[Start of section]

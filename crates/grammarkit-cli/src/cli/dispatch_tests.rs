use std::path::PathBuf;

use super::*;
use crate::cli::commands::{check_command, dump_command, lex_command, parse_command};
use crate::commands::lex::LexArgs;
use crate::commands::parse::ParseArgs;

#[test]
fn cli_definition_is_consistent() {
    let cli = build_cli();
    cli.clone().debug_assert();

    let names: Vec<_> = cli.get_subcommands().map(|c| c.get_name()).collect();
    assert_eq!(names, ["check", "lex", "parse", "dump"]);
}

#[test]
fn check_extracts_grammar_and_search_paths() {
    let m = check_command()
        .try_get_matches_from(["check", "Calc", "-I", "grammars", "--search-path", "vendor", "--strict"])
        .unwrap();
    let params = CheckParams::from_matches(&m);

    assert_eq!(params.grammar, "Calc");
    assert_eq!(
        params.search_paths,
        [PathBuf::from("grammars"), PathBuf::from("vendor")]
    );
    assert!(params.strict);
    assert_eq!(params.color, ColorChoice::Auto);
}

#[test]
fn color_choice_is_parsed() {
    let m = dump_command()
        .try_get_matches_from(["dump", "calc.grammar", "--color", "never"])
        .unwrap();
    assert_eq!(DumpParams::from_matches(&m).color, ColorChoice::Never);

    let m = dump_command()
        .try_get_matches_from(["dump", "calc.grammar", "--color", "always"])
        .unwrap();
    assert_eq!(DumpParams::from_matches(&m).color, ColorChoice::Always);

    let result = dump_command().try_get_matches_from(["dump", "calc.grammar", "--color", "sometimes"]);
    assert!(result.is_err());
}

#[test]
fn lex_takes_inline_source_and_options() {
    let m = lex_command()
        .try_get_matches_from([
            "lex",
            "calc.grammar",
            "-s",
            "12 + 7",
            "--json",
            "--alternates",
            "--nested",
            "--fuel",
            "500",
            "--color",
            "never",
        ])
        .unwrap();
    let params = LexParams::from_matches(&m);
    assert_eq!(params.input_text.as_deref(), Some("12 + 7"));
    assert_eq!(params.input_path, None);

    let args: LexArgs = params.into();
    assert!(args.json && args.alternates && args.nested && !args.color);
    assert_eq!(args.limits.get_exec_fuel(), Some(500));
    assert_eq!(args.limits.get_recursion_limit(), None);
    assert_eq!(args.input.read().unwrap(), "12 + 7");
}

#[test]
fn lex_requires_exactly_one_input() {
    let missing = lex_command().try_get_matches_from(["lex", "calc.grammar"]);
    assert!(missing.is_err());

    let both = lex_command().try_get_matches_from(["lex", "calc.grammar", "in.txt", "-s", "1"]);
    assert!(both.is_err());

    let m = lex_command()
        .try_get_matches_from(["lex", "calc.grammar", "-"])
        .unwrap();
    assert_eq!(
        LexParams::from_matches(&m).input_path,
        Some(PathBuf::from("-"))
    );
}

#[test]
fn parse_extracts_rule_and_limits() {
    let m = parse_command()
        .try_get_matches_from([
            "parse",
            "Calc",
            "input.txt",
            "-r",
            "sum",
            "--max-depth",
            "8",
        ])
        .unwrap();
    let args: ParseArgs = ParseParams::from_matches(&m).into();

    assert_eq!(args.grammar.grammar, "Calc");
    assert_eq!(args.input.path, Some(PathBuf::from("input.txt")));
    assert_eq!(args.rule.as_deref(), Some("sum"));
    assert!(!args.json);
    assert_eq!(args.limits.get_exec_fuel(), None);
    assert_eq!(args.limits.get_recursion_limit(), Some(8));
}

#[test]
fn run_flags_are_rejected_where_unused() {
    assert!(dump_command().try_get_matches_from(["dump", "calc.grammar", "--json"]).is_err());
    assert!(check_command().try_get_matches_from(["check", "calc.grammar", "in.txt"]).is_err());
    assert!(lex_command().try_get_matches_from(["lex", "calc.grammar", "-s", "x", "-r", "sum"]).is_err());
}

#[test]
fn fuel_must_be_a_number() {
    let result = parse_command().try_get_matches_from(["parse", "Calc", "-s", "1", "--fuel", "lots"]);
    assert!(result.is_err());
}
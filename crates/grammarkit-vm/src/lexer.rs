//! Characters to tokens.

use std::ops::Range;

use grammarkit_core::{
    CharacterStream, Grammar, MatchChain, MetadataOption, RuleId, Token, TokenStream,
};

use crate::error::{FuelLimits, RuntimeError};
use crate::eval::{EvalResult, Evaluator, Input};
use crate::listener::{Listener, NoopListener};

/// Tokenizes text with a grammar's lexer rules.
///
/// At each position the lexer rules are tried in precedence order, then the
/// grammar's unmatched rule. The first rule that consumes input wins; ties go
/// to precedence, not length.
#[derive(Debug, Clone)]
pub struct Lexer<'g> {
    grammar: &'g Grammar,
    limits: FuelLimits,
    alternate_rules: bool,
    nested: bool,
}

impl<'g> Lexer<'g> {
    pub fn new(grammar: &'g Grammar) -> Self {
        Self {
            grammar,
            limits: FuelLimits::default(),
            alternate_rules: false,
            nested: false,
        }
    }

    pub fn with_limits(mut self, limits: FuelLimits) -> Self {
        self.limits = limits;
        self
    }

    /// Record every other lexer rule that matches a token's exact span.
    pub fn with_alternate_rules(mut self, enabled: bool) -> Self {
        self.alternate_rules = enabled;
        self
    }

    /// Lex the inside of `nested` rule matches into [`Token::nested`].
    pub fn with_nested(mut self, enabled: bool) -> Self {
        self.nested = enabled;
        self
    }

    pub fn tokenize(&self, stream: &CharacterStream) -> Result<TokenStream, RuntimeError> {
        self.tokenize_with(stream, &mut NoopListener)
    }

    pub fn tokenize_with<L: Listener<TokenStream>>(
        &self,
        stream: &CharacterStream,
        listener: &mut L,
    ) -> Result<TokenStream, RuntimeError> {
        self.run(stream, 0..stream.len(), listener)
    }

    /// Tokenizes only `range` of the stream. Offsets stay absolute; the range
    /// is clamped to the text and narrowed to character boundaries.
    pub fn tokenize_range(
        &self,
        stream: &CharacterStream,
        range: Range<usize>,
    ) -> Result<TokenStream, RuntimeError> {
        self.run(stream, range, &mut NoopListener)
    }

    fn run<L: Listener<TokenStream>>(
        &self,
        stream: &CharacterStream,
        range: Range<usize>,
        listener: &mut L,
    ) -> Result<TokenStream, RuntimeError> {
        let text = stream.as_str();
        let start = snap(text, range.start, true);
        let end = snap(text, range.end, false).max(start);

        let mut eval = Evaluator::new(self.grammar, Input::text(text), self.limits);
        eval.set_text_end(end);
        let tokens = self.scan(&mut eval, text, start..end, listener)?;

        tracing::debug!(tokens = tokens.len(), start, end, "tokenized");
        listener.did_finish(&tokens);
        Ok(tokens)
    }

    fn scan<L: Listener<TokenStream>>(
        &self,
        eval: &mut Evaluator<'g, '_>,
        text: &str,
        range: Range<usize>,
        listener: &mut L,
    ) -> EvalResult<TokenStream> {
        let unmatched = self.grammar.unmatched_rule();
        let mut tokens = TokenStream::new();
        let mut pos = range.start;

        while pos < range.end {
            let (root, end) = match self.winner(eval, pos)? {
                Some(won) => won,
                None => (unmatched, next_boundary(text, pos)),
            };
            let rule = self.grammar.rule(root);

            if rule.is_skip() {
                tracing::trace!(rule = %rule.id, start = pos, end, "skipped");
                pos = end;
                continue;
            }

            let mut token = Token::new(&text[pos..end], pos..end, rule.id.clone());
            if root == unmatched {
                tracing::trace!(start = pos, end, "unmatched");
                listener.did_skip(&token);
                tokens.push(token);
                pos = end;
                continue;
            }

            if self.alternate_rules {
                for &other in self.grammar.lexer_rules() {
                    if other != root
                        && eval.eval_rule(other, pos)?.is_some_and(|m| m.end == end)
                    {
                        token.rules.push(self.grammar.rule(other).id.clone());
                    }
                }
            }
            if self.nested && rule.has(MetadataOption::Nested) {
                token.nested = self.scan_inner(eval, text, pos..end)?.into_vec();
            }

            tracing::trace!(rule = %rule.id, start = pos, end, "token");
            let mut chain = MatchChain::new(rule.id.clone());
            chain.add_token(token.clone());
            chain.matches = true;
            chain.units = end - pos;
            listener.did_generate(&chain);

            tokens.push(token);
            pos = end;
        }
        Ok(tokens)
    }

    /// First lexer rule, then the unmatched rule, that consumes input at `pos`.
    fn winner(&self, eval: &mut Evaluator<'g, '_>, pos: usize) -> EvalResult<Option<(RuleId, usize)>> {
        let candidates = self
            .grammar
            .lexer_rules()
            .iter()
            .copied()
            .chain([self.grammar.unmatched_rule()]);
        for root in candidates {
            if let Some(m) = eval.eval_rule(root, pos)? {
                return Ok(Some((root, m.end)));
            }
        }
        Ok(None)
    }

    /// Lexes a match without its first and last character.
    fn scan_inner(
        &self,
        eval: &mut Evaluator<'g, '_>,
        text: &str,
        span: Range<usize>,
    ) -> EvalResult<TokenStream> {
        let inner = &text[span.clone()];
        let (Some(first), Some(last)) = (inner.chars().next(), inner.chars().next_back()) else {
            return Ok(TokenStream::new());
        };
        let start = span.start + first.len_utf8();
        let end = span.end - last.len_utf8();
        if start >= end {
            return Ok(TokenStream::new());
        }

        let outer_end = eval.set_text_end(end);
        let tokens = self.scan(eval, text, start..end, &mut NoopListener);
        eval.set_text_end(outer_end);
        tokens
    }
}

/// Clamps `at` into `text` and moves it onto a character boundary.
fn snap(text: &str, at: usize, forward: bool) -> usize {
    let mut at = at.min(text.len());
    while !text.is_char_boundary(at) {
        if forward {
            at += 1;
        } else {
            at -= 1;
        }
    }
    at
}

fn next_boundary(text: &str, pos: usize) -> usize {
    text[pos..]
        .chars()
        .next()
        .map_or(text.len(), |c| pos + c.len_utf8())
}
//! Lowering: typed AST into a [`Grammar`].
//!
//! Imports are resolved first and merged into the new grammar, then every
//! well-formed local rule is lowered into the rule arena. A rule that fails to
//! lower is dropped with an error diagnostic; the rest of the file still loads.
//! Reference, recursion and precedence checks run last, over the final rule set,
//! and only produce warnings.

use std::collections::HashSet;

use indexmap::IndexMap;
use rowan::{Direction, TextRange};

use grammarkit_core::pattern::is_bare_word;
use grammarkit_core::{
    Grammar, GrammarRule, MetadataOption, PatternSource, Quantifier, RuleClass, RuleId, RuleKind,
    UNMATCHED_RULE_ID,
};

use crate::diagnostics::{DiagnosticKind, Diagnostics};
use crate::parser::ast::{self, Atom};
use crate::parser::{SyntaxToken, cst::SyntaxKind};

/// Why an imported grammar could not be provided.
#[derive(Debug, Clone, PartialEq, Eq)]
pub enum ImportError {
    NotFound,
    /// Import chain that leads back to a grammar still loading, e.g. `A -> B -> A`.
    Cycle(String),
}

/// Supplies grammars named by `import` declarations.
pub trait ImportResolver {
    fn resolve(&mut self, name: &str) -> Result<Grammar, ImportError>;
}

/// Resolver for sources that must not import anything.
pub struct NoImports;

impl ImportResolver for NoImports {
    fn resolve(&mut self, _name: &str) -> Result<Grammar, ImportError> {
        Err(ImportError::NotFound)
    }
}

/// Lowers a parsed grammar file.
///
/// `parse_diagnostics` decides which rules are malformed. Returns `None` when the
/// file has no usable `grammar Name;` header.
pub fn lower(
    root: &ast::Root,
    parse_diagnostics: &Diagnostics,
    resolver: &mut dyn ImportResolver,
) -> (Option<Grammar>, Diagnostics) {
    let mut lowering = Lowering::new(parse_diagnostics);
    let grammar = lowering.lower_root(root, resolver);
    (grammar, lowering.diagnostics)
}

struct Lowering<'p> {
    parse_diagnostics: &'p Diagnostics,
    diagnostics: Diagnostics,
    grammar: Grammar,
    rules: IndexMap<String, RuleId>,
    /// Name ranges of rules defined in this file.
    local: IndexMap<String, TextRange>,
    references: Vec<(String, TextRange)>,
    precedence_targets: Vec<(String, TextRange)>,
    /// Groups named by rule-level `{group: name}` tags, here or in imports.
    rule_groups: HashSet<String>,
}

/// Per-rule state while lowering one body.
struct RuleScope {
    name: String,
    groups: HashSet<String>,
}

[End of section]
[Start of section]

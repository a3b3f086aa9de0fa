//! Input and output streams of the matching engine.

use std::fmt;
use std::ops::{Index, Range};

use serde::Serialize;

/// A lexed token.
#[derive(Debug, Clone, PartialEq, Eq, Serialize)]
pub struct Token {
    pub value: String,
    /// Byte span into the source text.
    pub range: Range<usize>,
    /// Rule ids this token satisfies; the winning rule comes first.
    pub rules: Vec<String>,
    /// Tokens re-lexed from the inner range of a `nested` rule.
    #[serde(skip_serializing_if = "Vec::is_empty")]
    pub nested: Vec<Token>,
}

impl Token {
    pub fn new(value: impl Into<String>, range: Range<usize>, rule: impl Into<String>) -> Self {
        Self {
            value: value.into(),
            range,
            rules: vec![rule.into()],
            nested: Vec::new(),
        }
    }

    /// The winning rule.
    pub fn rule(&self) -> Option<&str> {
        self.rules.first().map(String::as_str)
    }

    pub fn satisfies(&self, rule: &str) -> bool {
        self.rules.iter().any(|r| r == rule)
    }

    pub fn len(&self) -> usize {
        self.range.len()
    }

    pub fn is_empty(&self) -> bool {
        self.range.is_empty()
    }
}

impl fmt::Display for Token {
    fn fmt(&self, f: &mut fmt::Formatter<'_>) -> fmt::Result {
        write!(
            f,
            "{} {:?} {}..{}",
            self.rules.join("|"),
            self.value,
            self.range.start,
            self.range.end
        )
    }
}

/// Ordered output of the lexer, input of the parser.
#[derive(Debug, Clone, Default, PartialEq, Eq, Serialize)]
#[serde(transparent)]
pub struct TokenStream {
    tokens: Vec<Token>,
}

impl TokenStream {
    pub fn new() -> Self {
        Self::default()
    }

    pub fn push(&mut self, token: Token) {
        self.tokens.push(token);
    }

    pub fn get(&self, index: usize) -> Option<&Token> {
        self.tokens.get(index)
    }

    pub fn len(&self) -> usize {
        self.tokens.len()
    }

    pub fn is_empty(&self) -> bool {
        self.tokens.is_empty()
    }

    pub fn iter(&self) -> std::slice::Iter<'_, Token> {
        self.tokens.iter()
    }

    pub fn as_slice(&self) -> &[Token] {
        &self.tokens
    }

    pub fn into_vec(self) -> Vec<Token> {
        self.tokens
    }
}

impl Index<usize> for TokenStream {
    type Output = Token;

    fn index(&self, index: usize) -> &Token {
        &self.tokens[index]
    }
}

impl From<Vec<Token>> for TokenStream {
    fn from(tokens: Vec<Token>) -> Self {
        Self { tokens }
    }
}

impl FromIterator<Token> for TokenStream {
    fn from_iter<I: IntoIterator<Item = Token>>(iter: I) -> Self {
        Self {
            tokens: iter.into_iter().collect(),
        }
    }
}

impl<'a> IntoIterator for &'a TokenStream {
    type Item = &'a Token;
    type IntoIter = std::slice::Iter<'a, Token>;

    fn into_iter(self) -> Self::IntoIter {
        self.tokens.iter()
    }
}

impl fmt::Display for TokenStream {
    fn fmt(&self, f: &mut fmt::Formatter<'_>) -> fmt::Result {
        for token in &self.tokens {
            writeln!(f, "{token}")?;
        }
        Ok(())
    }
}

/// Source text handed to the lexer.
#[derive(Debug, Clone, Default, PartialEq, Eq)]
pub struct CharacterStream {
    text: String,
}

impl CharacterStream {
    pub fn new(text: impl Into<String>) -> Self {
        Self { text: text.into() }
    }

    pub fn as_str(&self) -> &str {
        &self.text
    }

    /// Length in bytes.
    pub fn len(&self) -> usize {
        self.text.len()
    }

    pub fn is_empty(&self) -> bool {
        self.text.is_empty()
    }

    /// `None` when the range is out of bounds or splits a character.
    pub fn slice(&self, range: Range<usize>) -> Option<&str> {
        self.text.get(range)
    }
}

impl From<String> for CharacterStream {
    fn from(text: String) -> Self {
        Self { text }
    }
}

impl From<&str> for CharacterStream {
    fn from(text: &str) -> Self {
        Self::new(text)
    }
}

[End of section]

Take the lines above from the one containing "assert!(params.strict);" to the one containing "assert_eq!(args.limits.get_recursion_limit(), None);" and retype them exactly, both ends included, with nothing added.

*Completed exercise*:
    assert!(params.strict);
    assert_eq!(params.color, ColorChoice::Auto);
}

#[test]
fn color_choice_is_parsed() {
    let m = dump_command()
        .try_get_matches_from(["dump", "calc.grammar", "--color", "never"])
        .unwrap();
    assert_eq!(DumpParams::from_matches(&m).color, ColorChoice::Never);

    let m = dump_command()
        .try_get_matches_from(["dump", "calc.grammar", "--color", "always"])
        .unwrap();
    assert_eq!(DumpParams::from_matches(&m).color, ColorChoice::Always);

    let result = dump_command().try_get_matches_from(["dump", "calc.grammar", "--color", "sometimes"]);
    assert!(result.is_err());
}

#[test]
fn lex_takes_inline_source_and_options() {
    let m = lex_command()
        .try_get_matches_from([
            "lex",
            "calc.grammar",
            "-s",
            "12 + 7",
            "--json",
            "--alternates",
            "--nested",
            "--fuel",
            "500",
            "--color",
            "never",
        ])
        .unwrap();
    let params = LexParams::from_matches(&m);
    assert_eq!(params.input_text.as_deref(), Some("12 + 7"));
    assert_eq!(params.input_path, None);

    let args: LexArgs = params.into();
    assert!(args.json && args.alternates && args.nested && !args.color);
    assert_eq!(args.limits.get_exec_fuel(), Some(500));
    assert_eq!(args.limits.get_recursion_limit(), None);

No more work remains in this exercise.